Del otro lado de la cancha, entraban los dos pibes del San Ignacio, y las pibas del otro colegio también arrancaron con los gritos. Era un delirio. Dios mío, ¿qué les pasa?
—Callate un poco, pareces una loca —soltó Baco, que había llegado con Tadeo. Era su compañero en la segunda ronda, aunque cada tanto se nos sumaba de onda. Es como uno más del grupo, pero sin formar parte real del círculo.
—¿¡Loca yo!? —saltó ella, ofendida, señalando con el mentón hacia las demás—. ¡Escuchalas cómo gritan! ¡Las verdaderas locas son ellas!
—Vos también estás gritando ahora —le marcó Tadeo.
—¡Sí, pero no por alzada! —replicó ella, alzando más la voz.
La voz del juez de silla se empieza a escuchar por los parlantes, fuerte y con tono de que esto va en serio, y automáticamente todos nos giramos hacia la cancha.

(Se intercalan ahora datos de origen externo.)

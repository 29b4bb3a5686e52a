use axum::extract::DefaultBodyLimit;
use std::net::SocketAddr;
use tokio::net::TcpListener;
use tower_http::{cors::CorsLayer, trace::TraceLayer};
use tracing::{info, warn};
use tracing_subscriber::EnvFilter;
use tutor_matchmaker::{
    config::{get_config, init_config},
    database::pool::{create_pool, run_migrations},
    routes, AppState,
};

#[tokio::main]
async fn main() -> anyhow::Result<()> {
    tracing_subscriber::fmt()
        .with_env_filter(
            EnvFilter::try_from_default_env().unwrap_or_else(|_| EnvFilter::new("info")),
        )
        .init();
    init_config()?;
    let config = get_config();

    let pool = create_pool(config).await?;
    run_migrations(&pool).await?;

    let app_state = AppState::new(pool, config)?;
    if !app_state.sms_gateway.is_enabled() {
        warn!("CLICKATELL_API_KEY is not set; outbound request SMS are disabled");
    }
    info!(
        timezone = %config.reference_timezone,
        window_hours = config.reply_window_hours,
        "SMS reply correlation configured"
    );

    let app = routes::router(app_state)
        .layer(CorsLayer::permissive())
        .layer(TraceLayer::new_for_http())
        .layer(DefaultBodyLimit::max(64 * 1024));

    let addr: SocketAddr = config.server_address.parse()?;
    info!("Server listening on {}", addr);
    let listener = TcpListener::bind(addr).await?;
    axum::serve(listener, app).await?;

    Ok(())
}
use chrono::NaiveDate;
use serde::{Deserialize, Serialize};
use validator::Validate;

use crate::models::request_for_tutor::RequestForTutor;
use crate::models::request_sms::RequestSms;

#[derive(Debug, Deserialize)]
pub struct CreateRequestPayload {
    pub pupil_id: i64,
    pub subject_id: i64,
}

#[derive(Debug, Deserialize, Validate)]
pub struct SendRequestSmsPayload {
    #[validate(length(min = 1))]
    pub request_ids: Vec<i64>,
}

#[derive(Debug, Serialize)]
pub struct SendRequestSmsResponse {
    pub dispatch: RequestSms,
    pub requests: Vec<RequestForTutor>,
}

#[derive(Debug, Deserialize)]
pub struct ConfirmRequestPayload {
    pub tutor_id: i64,
    pub start_date: Option<NaiveDate>,
}
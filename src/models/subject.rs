use serde::{Deserialize, Serialize};
use sqlx::FromRow;

#[derive(Debug, Clone, PartialEq, Eq, Serialize, Deserialize, FromRow)]
pub struct Subject {
    pub id: i64,
    pub name: String,
}
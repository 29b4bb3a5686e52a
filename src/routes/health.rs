use axum::{extract::State, http::StatusCode, response::IntoResponse, Json};
use serde_json::json;

use crate::AppState;

#[axum::debug_handler]
pub async fn health(State(state): State<AppState>) -> impl IntoResponse {
    match sqlx::query_scalar::<_, i64>("SELECT 1").fetch_one(&state.pool).await {
        Ok(_) => (StatusCode::OK, Json(json!({ "status": "ok" }))),
        Err(e) => {
            tracing::warn!(error = %e, "health check database query failed");
            (
                StatusCode::SERVICE_UNAVAILABLE,
                Json(json!({ "status": "unavailable" })),
            )
        }
    }
}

Éber está ahí, tranquilo como si estuviera esperando el colectivo, pero si lo mirás bien, tiene esa concentración que mete miedo. Se lo nota listo, como si en cualquier momento fuera a largarse a atacar. Dante, en cambio… está que explota. Lo conozco demasiado bien. Está sacado, con la sangre hirviendo, y no lo disimula ni un poco. Tiene enfrente a su némesis, al pibe que más detesta en el planeta, y la tensión entre ellos se podría cortar con una cuchilla de cocina. Se nota, se respira.
Se quieren cagar a trompadas mal.
Del otro lado de la red, el rubio oxigenado —sí, ese mismo pelotudo de siempre— se le ríe en la cara con esa mueca sobradora que dan ganas de romperle de un raquetazo. Está con su compañero, uno igual de agrandado, y los dos se cagan de risa como si esto fuera un chiste interno.